Ter voorbereiding: Per groep heb je een volledige puzzel. Knip de puzzel in stukken en schrijf de letters volgens de oplossing op de verschillende stukken. Schrijf deze letters in potlood om ze zo later te kunnen wissen.

Wis de letters na het uitknippen en vervang ze door de letters van de enveloppes waartoe de stukjes behoren. Dit maakt het makkelijker ze later te verzamelen en opnieuw te gebruiken.

Geef de enveloppes de letters A, B, C, D en E.

  • In enveloppe A steek je de stukjes I, H en E
  • In enveloppe B steek je de stukjes A, A, A en C
  • In enveloppe C steek je de stukjes A en J
  • In enveloppe D steek je de stukjes D en F
  • In enveloppe E steek je de stukjes G, B, F en C

Later geef je elk groepslid een enveloppe. Leg uit dat de letter op de enveloppe niets te maken heeft met het oplossen van de puzzel.

Stap 2

Maak groepjes van 5 personen. Bij groepen waar er meer dan 5 personen zijn, kan de extra persoon dienst doen als observator. Vertel de deelnemers dat deze oefening gaat over een probleem oplossen en samenwerken.

Stap 3

Geef elke groep een aparte ruimte of tafel.

Stap 4

Geef elk groepslid een enveloppe. Ze mogen deze nog niet openen tot ze de volgende instructies hebben gekregen:

  • Iedere groep moet 5 even grote stukken uit de enveloppes halen.
  • Je mag niet met elkaar praten.
  • Je mag geen stukken van een ander groepslid nemen zonder dat dit stuk jou aangereikt wordt.

Observatoren: Iedere observator krijgt papier en neemt notities tijdens de oefening. De notities worden gedeeld in de groep nadat de oefening gedaan is.

Checklist voor de observator (deze rol kan ook aan jou toegewezen worden):

  • Volgt iedereen de regels?
  • Is er iemand passief aanwezig?
  • Neemt er iemand de leidersrol op zich?
  • Is er iemand die de oplossing heeft gevonden maar die deze niet kan delen met de groep?
  • Na verloop van tijd, nemen sommige deelnemers de puzzelstukken af van iemand in plaats van te wachten tot ze die aangereikt worden?
  • Andere observaties?

Stap 5

Wanneer de oefening klaar is, hebben de deelnemers vaak de behoefte om verbaal te communiceren met elkaar.

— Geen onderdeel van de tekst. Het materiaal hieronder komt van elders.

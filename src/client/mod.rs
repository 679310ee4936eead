pub mod http_client;

use crate::{
    error::Result,
    models::{GenerationRequest, GenerationResponse, HealthStatus},
};
use async_trait::async_trait;

pub use http_client::HttpClient;

/// Wire seam between the submitter and the remote generation service.
#[async_trait]
pub trait GenerationTransport: Send + Sync {
    /// Sends exactly one generation request. Implementations must not retry.
    async fn generate(&self, request: &GenerationRequest) -> Result<GenerationResponse>;

    async fn health_check(&self) -> Result<HealthStatus>;
}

Feedback – ga in gesprek met elkaar over de oefening op basis van de notities van de observator of jezelf.

  • Wat zorgde ervoor dat je de regels volgde (of juist niet)?
  • Vanwaar de keuze om actief of passief te zijn tijdens de oefening?
  • Was er een leidersfiguur? Wat heeft hiervoor gezorgd?
  • Was er iemand die de oplossing wist maar ervoor koos deze niet te delen met de groep? Wat heeft hiervoor gezorgd? Wat kon er anders gedaan worden?
  • Begonnen de deelnemers puzzelstukken van anderen af te nemen in plaats van te wachten tot ze die kregen?
  • Hoe komt dit? Welk effect had dit op het groepsgebeuren?

Verzamelen en delen van de resultaten

Na de oefening is er ruimte voor een groepsgesprek. De opdrachtgever kan ook notities nemen die gebruikt kunnen worden in individuele gesprekken met de deelnemers op een later tijdstip.

Reflectie/zelfbeoordeling

  • Is het verlopen zoals gepland?
  • Was de oefening relevant voor de gekozen zachte vaardigheid?
  • Begrepen de cliënten de opdracht?
  • Moeten er zaken veranderd/verduidelijkt worden naar de toekomst toe?

Deze oefening is een goede manier om te starten met gesprekken over een groepsgebeuren en om je eigen rol hierin te begrijpen. Het kan de deelnemers duidelijk maken welke rol ze hierin nemen. Indien ze hun aanpak willen veranderen, is het goed om te weten wat hun eigen “startpositie” is.